Extracted records
#####

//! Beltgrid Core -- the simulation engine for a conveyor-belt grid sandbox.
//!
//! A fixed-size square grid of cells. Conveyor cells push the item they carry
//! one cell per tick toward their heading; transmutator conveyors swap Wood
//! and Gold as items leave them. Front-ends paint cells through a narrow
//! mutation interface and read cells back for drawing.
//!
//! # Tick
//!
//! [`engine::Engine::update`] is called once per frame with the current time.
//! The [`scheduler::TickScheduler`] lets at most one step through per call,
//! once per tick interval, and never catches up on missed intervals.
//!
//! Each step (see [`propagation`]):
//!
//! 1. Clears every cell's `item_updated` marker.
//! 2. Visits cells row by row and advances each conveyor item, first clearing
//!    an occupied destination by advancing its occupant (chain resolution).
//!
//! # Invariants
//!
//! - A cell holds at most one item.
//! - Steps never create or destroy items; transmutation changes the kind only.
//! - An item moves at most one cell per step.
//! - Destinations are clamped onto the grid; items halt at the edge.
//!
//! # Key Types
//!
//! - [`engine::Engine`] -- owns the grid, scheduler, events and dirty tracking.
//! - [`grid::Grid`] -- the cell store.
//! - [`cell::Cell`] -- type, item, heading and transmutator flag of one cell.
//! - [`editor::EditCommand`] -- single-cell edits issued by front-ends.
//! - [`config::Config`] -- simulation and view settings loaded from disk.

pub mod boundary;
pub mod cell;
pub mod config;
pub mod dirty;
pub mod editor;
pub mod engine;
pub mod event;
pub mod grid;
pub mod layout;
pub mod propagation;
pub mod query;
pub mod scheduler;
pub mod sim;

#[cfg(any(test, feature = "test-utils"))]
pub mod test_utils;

#####

→ **PROBLEM**: Output the line bearing "of one cell." along with all the lines after it through the end of the entries, exactly, and no other lines.

→ **RESULT OF THIS TASK**:
//! - [`cell::Cell`] -- type, item, heading and transmutator flag of one cell.
//! - [`editor::EditCommand`] -- single-cell edits issued by front-ends.
//! - [`config::Config`] -- simulation and view settings loaded from disk.

pub mod boundary;
pub mod cell;
pub mod config;
pub mod dirty;
pub mod editor;
pub mod engine;
pub mod event;
pub mod grid;
pub mod layout;
pub mod propagation;
pub mod query;
pub mod scheduler;
pub mod sim;

#[cfg(any(test, feature = "test-utils"))]
pub mod test_utils;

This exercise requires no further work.